On the 22nd, international oil prices continued to plunge. On the London ICE Futures Exchange, June delivery Brent crude oil briefly fell below $16 per barrel during trading. This price level is the lowest since June 1999. As of 2 p.m. Korean time, Brent crude was trading at $16.25 per barrel, down 15.93% ($3.08) from the previous trading day. At the same time, West Texas Intermediate (WTI) crude oil was also trading down 8.7% ($1.01) at $10.56 per barrel.
With oil prices falling sharply, including recording negative prices for the first time in history, the finances of Middle Eastern countries, which were already struggling economically, are shaking. Among Middle Eastern countries, Saudi Arabia, Qatar, Kuwait, and the United Arab Emirates, which are considered relatively wealthy, are also in relatively good condition. However, these countries have also decided to significantly cut their budgets this year.
In Saudi Arabia’s case, the budget for this year will be cut by 5%, and the debt ceiling will be raised from 30% to 50% of the Gross Domestic Product (GDP). If necessary, they plan to secure the lacking funds through government bonds and other means. Additionally, Saudi Arabia has halted large-scale national projects that Crown Prince Mohammed bin Salman had been enthusiastically promoting. Qatar and the United Arab Emirates have already reached out to overseas capital markets.

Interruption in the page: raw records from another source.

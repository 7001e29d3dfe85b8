// Receiver kind of instance methods: none, shared or exclusive
//
// Each method body is scanned for reads and writes of instance state; calls
// on the same instance link methods together, and a fixed point over those
// links lifts a caller to the strongest receiver among its callees.
use std::collections::{BTreeSet, HashMap};

use indexmap::IndexMap;
use tracing::debug;

use crate::ast::{NodeId, NodeKind, SyntaxTree};
use crate::model::Receiver;
use crate::resolve::{ProjectIndex, Resolve, Site, UnitId};
use crate::scope::{DeclKind, ScopeTracker};

#[derive(Debug, Default)]
pub struct ReceiverAnalysis {
    direct: IndexMap<String, Receiver>,
    /// Same-instance callees per method; `None` marks an unresolved call
    calls: HashMap<String, BTreeSet<Option<String>>>,
    solved: HashMap<String, Receiver>,
}

struct Scan<'t> {
    unit: UnitId,
    tree: &'t SyntaxTree,
    index: &'t ProjectIndex,
    scopes: &'t ScopeTracker,
    owner: Option<String>,
    level: Receiver,
    callees: BTreeSet<Option<String>>,
}

impl Scan<'_> {
    fn is_instance_field(&self, node: NodeId, name: &str) -> bool {
        match self.scopes.find_declaration(self.tree, name, node) {
            Some(decl) => decl.kind == DeclKind::Field { is_static: false },
            None => self
                .owner
                .as_deref()
                .and_then(|owner| self.index.find_field(owner, name))
                .is_some_and(|(_, field)| !field.is_static),
        }
    }

    /// Whether an expression designates state reachable from `this`
    fn is_instance_state(&self, node: NodeId) -> bool {
        let node = self.tree.unparen(node);
        match self.tree.kind(node) {
            NodeKind::Name { name } => self.is_instance_field(node, name),
            NodeKind::FieldAccess { target, .. } => {
                matches!(self.tree.kind(self.tree.unparen(*target)), NodeKind::This | NodeKind::Super)
                    || self.is_instance_state(*target)
            }
            NodeKind::ArrayAccess { array, .. } => self.is_instance_state(*array),
            _ => false,
        }
    }

    fn raise(&mut self, level: Receiver) {
        self.level = self.level.max(level);
    }

    fn scan(&mut self, node: NodeId) {
        let tree = self.tree;
        match tree.kind(node) {
            NodeKind::Lambda { .. } | NodeKind::TypeDecl(_) => return,
            NodeKind::New { args, body, .. } if !body.is_empty() => {
                for arg in args {
                    self.scan(*arg);
                }
                return;
            }
            NodeKind::Assign { target, .. } | NodeKind::Update { operand: target, .. } => {
                if self.is_instance_state(*target) {
                    self.raise(Receiver::Mut);
                }
            }
            NodeKind::Name { name } => {
                if self.is_instance_field(node, name) {
                    self.raise(Receiver::Ref);
                }
            }
            NodeKind::This | NodeKind::Super => self.raise(Receiver::Ref),
            NodeKind::Call { receiver, .. } => {
                let same_instance = match receiver.map(|r| tree.unparen(r)) {
                    None => true,
                    Some(r) => {
                        matches!(tree.kind(r), NodeKind::This | NodeKind::Super) || self.is_instance_state(r)
                    }
                };
                if same_instance {
                    match self.index.resolve_callee(Site::new(self.unit, tree, node)) {
                        Some(callee) if callee.is_static || callee.is_constructor => {}
                        Some(callee) => {
                            self.callees.insert(Some(callee.id));
                        }
                        None => {
                            self.callees.insert(None);
                        }
                    }
                }
            }
            _ => {}
        }
        for child in tree.children(node) {
            self.scan(*child);
        }
    }
}

impl ReceiverAnalysis {
    pub fn new() -> Self {
        Self::default()
    }

    /// Scan every instance method of a unit
    pub fn collect_unit(&mut self, unit: UnitId, tree: &SyntaxTree, index: &ProjectIndex, scopes: &ScopeTracker) {
        for node in tree.ids() {
            let NodeKind::Method(method) = tree.kind(node) else {
                continue;
            };
            if method.modifiers.is_static {
                continue;
            }
            let Some(id) = index.resolve_declaration(unit, node) else {
                continue;
            };
            let Some(body) = method.body else {
                self.direct.insert(id, Receiver::Ref);
                continue;
            };
            let mut scan = Scan {
                unit,
                tree,
                index,
                scopes,
                owner: tree
                    .enclosing_type(node)
                    .and_then(|t| index.resolve_declaration(unit, t)),
                level: Receiver::None,
                callees: BTreeSet::new(),
            };
            scan.scan(body);
            self.direct.insert(id.clone(), scan.level);
            self.calls.insert(id, scan.callees);
        }
    }

    /// Lift every method to the strongest receiver among its same-instance callees
    pub fn solve(&mut self) {
        let mut solved: HashMap<String, Receiver> =
            self.direct.iter().map(|(id, r)| (id.clone(), *r)).collect();
        let mut rounds = 0;
        loop {
            rounds += 1;
            let mut changed = false;
            for (id, callees) in &self.calls {
                let current = solved.get(id).copied().unwrap_or(Receiver::None);
                let lifted = callees.iter().fold(current, |level, callee| {
                    let callee_level = match callee {
                        Some(callee) => solved.get(callee).copied().unwrap_or(Receiver::Ref),
                        None => Receiver::Ref,
                    };
                    level.max(callee_level)
                });
                if lifted != current {
                    solved.insert(id.clone(), lifted);
                    changed = true;
                }
            }
            if !changed {
                break;
            }
        }
        debug!("receivers solved for {} method(s) in {rounds} round(s)", solved.len());
        self.solved = solved;
    }

    /// Receiver of an instance method; `None` for unknown or static routines
    pub fn receiver_of(&self, id: &str) -> Option<Receiver> {
        self.solved
            .get(id)
            .or_else(|| self.direct.get(id))
            .copied()
    }
}

#[cfg(test)]
mod tests {
    use pretty_assertions::assert_eq;

    use super::*;
    use crate::parser::{JavaParser, Parser};
    use crate::scope::build_scopes;

    fn analyze(source: &str) -> ReceiverAnalysis {
        let tree = JavaParser::new().unwrap().parse(source).unwrap();
        let index = ProjectIndex::build([(UnitId(0), &tree)]);
        let scopes = build_scopes(UnitId(0), &tree, &index).unwrap();
        let mut analysis = ReceiverAnalysis::new();
        analysis.collect_unit(UnitId(0), &tree, &index, &scopes);
        analysis.solve();
        analysis
    }

    #[test]
    fn direct_reads_and_writes() {
        let analysis = analyze(
            "class C { int n; int get() { return n; } void set(int v) { this.n = v; } int twice(int x) { return x * 2; } }",
        );
        assert_eq!(analysis.receiver_of("C.get()"), Some(Receiver::Ref));
        assert_eq!(analysis.receiver_of("C.set(int)"), Some(Receiver::Mut));
        assert_eq!(analysis.receiver_of("C.twice(int)"), Some(Receiver::None));
    }

    #[test]
    fn callers_inherit_callee_receivers() {
        let analysis = analyze(
            "class C { int n; void bump() { n++; } void outer() { middle(); } void middle() { bump(); } }",
        );
        assert_eq!(analysis.receiver_of("C.outer()"), Some(Receiver::Mut));
        assert_eq!(analysis.receiver_of("C.middle()"), Some(Receiver::Mut));
    }

    #[test]
    fn unresolved_same_instance_call_needs_shared_receiver() {
        let analysis = analyze("class C extends Lib { void run() { helper(); } }");
        assert_eq!(analysis.receiver_of("C.run()"), Some(Receiver::Ref));
    }

    #[test]
    fn static_methods_are_not_tracked() {
        let analysis = analyze("class C { static int f() { return 1; } }");
        assert_eq!(analysis.receiver_of("C.f()"), None);
    }
}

Countries that produce oil but are not considered wealthy, such as Iraq, Algeria, and Oman, are in even worse situations. There are talks that Iraq may only be able to pay about half of public servants’ salaries starting next month. Algeria has also cut its budget by 30%. Although Algeria has $96 billion in foreign exchange reserves, it is predicted that only $12.8 billion will remain next year.
Russia has been relatively better off by preparing a sovereign wealth fund in anticipation of falling oil prices. Because of this, there were expectations that Russia could win the oil price war, but the oil price drop beyond expectations has left Russia’s sovereign wealth fund helpless. Initially, Russia said it could cover eight years of budget deficits with the sovereign wealth fund even if oil prices fell, but now it is forecasted that it can only last about four years.
Nigeria, Africa’s largest oil producer, has also significantly cut its budget and requested external financial support due to the sharp drop in oil prices.